Both Parents should share Children Expeses

CALCUTTA HIGH COURT

Before :- Jyotirmay Bhattacharya, J.
C.O. No. 2451 of 2003. D/d. 07.04.2005.

Sri Subhendu Dutta – Petitioner
Versus
Smt. Rita Dutta – Respondent

For the Petitioner :- Mr. S. S. Haque, Mr. Sk. Kamaluddin, Mr. Sk. Salauddin Mollah and Mr. Subhrajit Chakraborty, Advocates.
For the Respondent :- Mr. Bhaskar Ghosh, Mr. K.K. Maity and Mr. Prasanta Bishal, Advocates.
Hindu Marriage Act, 1955, Section 24 – Evidence Act, 1872, Section 106 – Maintenance – Income – Burden of proof – To disclose the income of the husband which is within the special knowledge of husband, lies on husband – When wife knows very well the different source of income of husband, she cannot be claimed the benefit of section 106 of the Evidence Act.[Para 20]

Cases referred :
Vinod Dulerai Mehta v. Kanak Vinod Mehta, AIR 1990 Bombay 120.
Chitra v. Dhrubo Jyoti, AIR 1988 Calcutta 98.
Chandana Guha Roy v. Goutam Guha Roy, 2004(1) Indian Civil Cases (Cal.) 350.

JUDGMENT
Jyotirmay Bhattacharya, J. –

This application under Article 227 of the Constitution of India is directed against an order being Order No. 22 dated 19th September, 2003 passed by the learned Additional District Judge, 13th Court at Alipore in Mat Suit No. 12 of 2002.

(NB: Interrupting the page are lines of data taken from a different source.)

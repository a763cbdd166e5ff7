//! Task domain types.
//!
//! A task is one execution attempt of one workflow step. Tasks are addressed
//! by `(id, inserted_at)`; the `retry_count` acts as an optimistic version so
//! `(id, retry_count)` names exactly one attempt.

use std::collections::BTreeMap;
use std::fmt;
use std::str::FromStr;

use chrono::{DateTime, Utc};
use serde::{Deserialize, Serialize};
use serde_json::Value;
use uuid::Uuid;

use crate::dag::DagRef;
use crate::error::ParseEnumError;

// ---------------------------------------------------------------------------
// Identifiers
// ---------------------------------------------------------------------------

/// Tenant identifier. Every row in the system belongs to exactly one tenant.
#[derive(Debug, Clone, Copy, PartialEq, Eq, Hash, PartialOrd, Ord, Serialize, Deserialize)]
pub struct TenantId(pub Uuid);

impl TenantId {
    pub fn new() -> Self {
        Self(Uuid::now_v7())
    }

    pub fn from_uuid(uuid: Uuid) -> Self {
        Self(uuid)
    }
}

impl Default for TenantId {
    fn default() -> Self {
        Self::new()
    }
}

impl fmt::Display for TenantId {
    fn fmt(&self, f: &mut fmt::Formatter<'_>) -> fmt::Result {
        write!(f, "{}", self.0)
    }
}

impl FromStr for TenantId {
    type Err = uuid::Error;

    fn from_str(s: &str) -> Result<Self, Self::Err> {
        Ok(Self(Uuid::parse_str(s)?))
    }
}

/// Primary key of a task row.
#[derive(Debug, Clone, Copy, PartialEq, Eq, Hash, Serialize, Deserialize)]
pub struct TaskIdInsertedAt {
    pub id: i64,
    pub inserted_at: DateTime<Utc>,
}

/// One specific attempt of a task.
#[derive(Debug, Clone, Copy, PartialEq, Eq, Hash, Serialize, Deserialize)]
pub struct TaskIdInsertedAtRetryCount {
    pub id: i64,
    pub inserted_at: DateTime<Utc>,
    pub retry_count: i32,
}

impl TaskIdInsertedAtRetryCount {
    pub fn key(&self) -> TaskIdInsertedAt {
        TaskIdInsertedAt {
            id: self.id,
            inserted_at: self.inserted_at,
        }
    }
}

// ---------------------------------------------------------------------------
// States
// ---------------------------------------------------------------------------

/// The state a task is created in.
///
/// Anything other than `Queued` is already terminal: the task never runs and
/// a terminal event is written at creation so downstream matches observe it.
#[derive(Debug, Clone, Copy, PartialEq, Eq, Hash, Serialize, Deserialize)]
#[serde(rename_all = "SCREAMING_SNAKE_CASE")]
pub enum TaskInitialState {
    Queued,
    Failed,
    Cancelled,
    Skipped,
}

impl TaskInitialState {
    pub fn as_str(&self) -> &'static str {
        match self {
            TaskInitialState::Queued => "QUEUED",
            TaskInitialState::Failed => "FAILED",
            TaskInitialState::Cancelled => "CANCELLED",
            TaskInitialState::Skipped => "SKIPPED",
        }
    }
}

impl fmt::Display for TaskInitialState {
    fn fmt(&self, f: &mut fmt::Formatter<'_>) -> fmt::Result {
        f.write_str(self.as_str())
    }
}

impl FromStr for TaskInitialState {
    type Err = ParseEnumError;

    fn from_str(s: &str) -> Result<Self, Self::Err> {
        match s {
            "QUEUED" => Ok(TaskInitialState::Queued),
            "FAILED" => Ok(TaskInitialState::Failed),
            "CANCELLED" => Ok(TaskInitialState::Cancelled),
            "SKIPPED" => Ok(TaskInitialState::Skipped),
            other => Err(ParseEnumError::new("task initial state", other)),
        }
    }
}

/// Current status projection of a task's latest attempt.
#[derive(Debug, Clone, Copy, PartialEq, Eq, Hash, Serialize, Deserialize)]
#[serde(rename_all = "SCREAMING_SNAKE_CASE")]
pub enum TaskStatus {
    Queued,
    Running,
    Completed,
    Failed,
    Cancelled,
    Skipped,
}

impl TaskStatus {
    pub fn as_str(&self) -> &'static str {
        match self {
            TaskStatus::Queued => "QUEUED",
            TaskStatus::Running => "RUNNING",
            TaskStatus::Completed => "COMPLETED",
            TaskStatus::Failed => "FAILED",
            TaskStatus::Cancelled => "CANCELLED",
            TaskStatus::Skipped => "SKIPPED",
        }
    }

    pub fn is_terminal(&self) -> bool {
        matches!(
            self,
            TaskStatus::Completed | TaskStatus::Failed | TaskStatus::Cancelled | TaskStatus::Skipped
        )
    }
}

impl From<TaskInitialState> for TaskStatus {
    fn from(state: TaskInitialState) -> Self {
        match state {
            TaskInitialState::Queued => TaskStatus::Queued,
            TaskInitialState::Failed => TaskStatus::Failed,
            TaskInitialState::Cancelled => TaskStatus::Cancelled,
            TaskInitialState::Skipped => TaskStatus::Skipped,
        }
    }
}

impl fmt::Display for TaskStatus {
    fn fmt(&self, f: &mut fmt::Formatter<'_>) -> fmt::Result {
        f.write_str(self.as_str())
    }
}

impl FromStr for TaskStatus {
    type Err = ParseEnumError;

    fn from_str(s: &str) -> Result<Self, Self::Err> {
        match s {
            "QUEUED" => Ok(TaskStatus::Queued),
            "RUNNING" => Ok(TaskStatus::Running),
            "COMPLETED" => Ok(TaskStatus::Completed),
            "FAILED" => Ok(TaskStatus::Failed),
            "CANCELLED" => Ok(TaskStatus::Cancelled),
            "SKIPPED" => Ok(TaskStatus::Skipped),
            other => Err(ParseEnumError::new("task status", other)),
        }
    }
}

// ---------------------------------------------------------------------------
// Task
// ---------------------------------------------------------------------------

/// Application-level retry policy, copied from the step onto each task.
#[derive(Debug, Clone, Default, PartialEq, Serialize, Deserialize)]
pub struct RetryPolicy {
    /// Number of app-level retries allowed after the first attempt.
    pub max_retries: i32,
    /// Exponential backoff base in seconds; `None` retries immediately.
    #[serde(default, skip_serializing_if = "Option::is_none")]
    pub backoff_factor: Option<f64>,
    /// Cap on the computed backoff, in seconds.
    #[serde(default, skip_serializing_if = "Option::is_none")]
    pub max_backoff_secs: Option<i64>,
}

/// Link from a spawned child workflow back to the task that spawned it.
#[derive(Debug, Clone, PartialEq, Serialize, Deserialize)]
pub struct ParentLink {
    pub task: TaskIdInsertedAtRetryCount,
    pub external_id: Uuid,
    pub child_index: i64,
    #[serde(default, skip_serializing_if = "Option::is_none")]
    pub child_key: Option<String>,
}

/// A persisted task row.
#[derive(Debug, Clone, Serialize, Deserialize)]
pub struct Task {
    pub id: i64,
    pub inserted_at: DateTime<Utc>,
    pub tenant_id: TenantId,
    pub external_id: Uuid,
    pub workflow_id: Uuid,
    pub workflow_version_id: Uuid,
    /// DAG external id for multi-step runs, otherwise the task's own external id.
    pub workflow_run_id: Uuid,
    pub step_id: Uuid,
    pub step_readable_id: String,
    pub action_id: String,
    pub dag: Option<DagRef>,
    pub retry_count: i32,
    pub internal_retry_count: i32,
    pub initial_state: TaskInitialState,
    pub initial_state_reason: Option<String>,
    pub status: TaskStatus,
    pub priority: i32,
    pub queue: String,
    pub concurrency_keys: Vec<String>,
    pub step_expression_values: BTreeMap<String, Value>,
    pub parent: Option<ParentLink>,
    pub retry_policy: RetryPolicy,
    pub timeout_secs: i64,
    pub additional_metadata: Option<Value>,
}

impl Task {
    pub fn key(&self) -> TaskIdInsertedAt {
        TaskIdInsertedAt {
            id: self.id,
            inserted_at: self.inserted_at,
        }
    }

    pub fn attempt(&self) -> TaskIdInsertedAtRetryCount {
        TaskIdInsertedAtRetryCount {
            id: self.id,
            inserted_at: self.inserted_at,
            retry_count: self.retry_count,
        }
    }
}

/// The decoded input payload handed to a task.
///
/// `input` is the run input; `parents` holds the outputs of completed parent
/// steps keyed by readable id; `triggers` holds data from any other satisfied
/// conditions (sleeps, user events) keyed by readable data key.
#[derive(Debug, Clone, Default, PartialEq, Serialize, Deserialize)]
pub struct TaskInput {
    pub input: Value,
    #[serde(default)]
    pub parents: BTreeMap<String, Value>,
    #[serde(default)]
    pub triggers: BTreeMap<String, Vec<Value>>,
}

impl TaskInput {
    pub fn new(input: Value) -> Self {
        Self {
            input,
            parents: BTreeMap::new(),
            triggers: BTreeMap::new(),
        }
    }
}

/// Row to insert for a new task (ids and timestamps are assigned by storage).
#[derive(Debug, Clone)]
pub struct NewTask {
    pub external_id: Uuid,
    pub workflow_id: Uuid,
    pub workflow_version_id: Uuid,
    pub workflow_run_id: Uuid,
    pub step_id: Uuid,
    pub step_readable_id: String,
    pub action_id: String,
    pub dag: Option<DagRef>,
    pub initial_state: TaskInitialState,
    pub initial_state_reason: Option<String>,
    pub priority: i32,
    pub queue: String,
    pub concurrency_keys: Vec<String>,
    pub step_expression_values: BTreeMap<String, Value>,
    pub parent: Option<ParentLink>,
    pub retry_policy: RetryPolicy,
    pub timeout_secs: i64,
    pub additional_metadata: Option<Value>,
}

/// In-place replay of an existing task: bumps `retry_count` and resets state.
#[derive(Debug, Clone)]
pub struct ReplayTask {
    pub task: TaskIdInsertedAt,
    pub initial_state: TaskInitialState,
    pub initial_state_reason: Option<String>,
    pub concurrency_keys: Vec<String>,
    pub step_expression_values: BTreeMap<String, Value>,
}

/// Outcome of releasing one attempt.
///
/// `released` is false when the attempt was stale or had already been
/// released; `task` reflects the row after the release.
#[derive(Debug, Clone)]
pub struct ReleasedTask {
    pub task: Task,
    pub released: bool,
}

/// A retry to schedule for an attempt that was just released as failed.
#[derive(Debug, Clone)]
pub struct ScheduledRetry {
    pub task: TaskIdInsertedAtRetryCount,
    /// Internal (engine-level) retries also bump `internal_retry_count`.
    pub is_internal: bool,
    /// When set, the retry waits in the retry queue until this instant.
    pub retry_after: Option<DateTime<Utc>>,
}

/// Hand-off of a queued attempt to a worker, written by the scheduler.
#[derive(Debug, Clone)]
pub struct TaskAssignment {
    pub task: TaskIdInsertedAtRetryCount,
    pub worker_id: Uuid,
    pub timeout_at: DateTime<Utc>,
    pub lease_expires_at: DateTime<Utc>,
}

/// A durable sleep registered by a waiting task or a sleep condition.
#[derive(Debug, Clone, PartialEq, Serialize, Deserialize)]
pub struct DurableSleep {
    pub id: i64,
    pub tenant_id: TenantId,
    pub sleep_until: DateTime<Utc>,
    pub sleep_duration_secs: i64,
}

impl DurableSleep {
    /// Event key carried by the synthetic event emitted when the sleep expires.
    pub fn event_key(&self) -> String {
        sleep_event_key(self.id)
    }
}

pub fn sleep_event_key(sleep_id: i64) -> String {
    format!("sleep-{sleep_id}")
}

2. By the said order, the Application of the wife/opposite party under Section 24 of the Hindu Marriage Act was allowed. The petitioner was directed to pay a sum of Rs. 10,500/- per month towards the alimony pendente lite for his wife/opposite party as well as the costs of maintenance of two sons with effect from the date of filing of the said application. The petitioner was permitted to pay the arrear alimony by ten equal monthly instalments commencing from October, 2003. The current alimony was directed to be paid within 7th of each succeeding month. The petitioner was also directed to pay the litigation cost of Rs. 10,000/- to the wife/opposite party by instalments.

3. Such an order is under challenge in this application under Article 227 of the Constitution of India at the instance of the husband/petitioner.

4. In a suit for divorce filed by the petitioner (husband), the wife/opposite party filed an application claiming a consolidated amount of Rs. 25,000/- towards the alimony pendente lite of herself as well as the cost of maintenance of her two sons. The wife/opposite party also claimed a sum of Rs. 10,000/- towards the litigation cost from the petitioner (husband).

5. The wife/opposite party claimed that her husband (petitioner) who is a well – known architect, planner and interior designer has been carrying on business of consultancy in India and abroad. He is maintaining a big office in Central Calcutta employing number of staffs under him. The husband/petitioner is also associated with various big industrial offices and firms. The wife/opposite party claimed that the income of the husband/petitioner is not less than Rs. 1,00,000/- per month.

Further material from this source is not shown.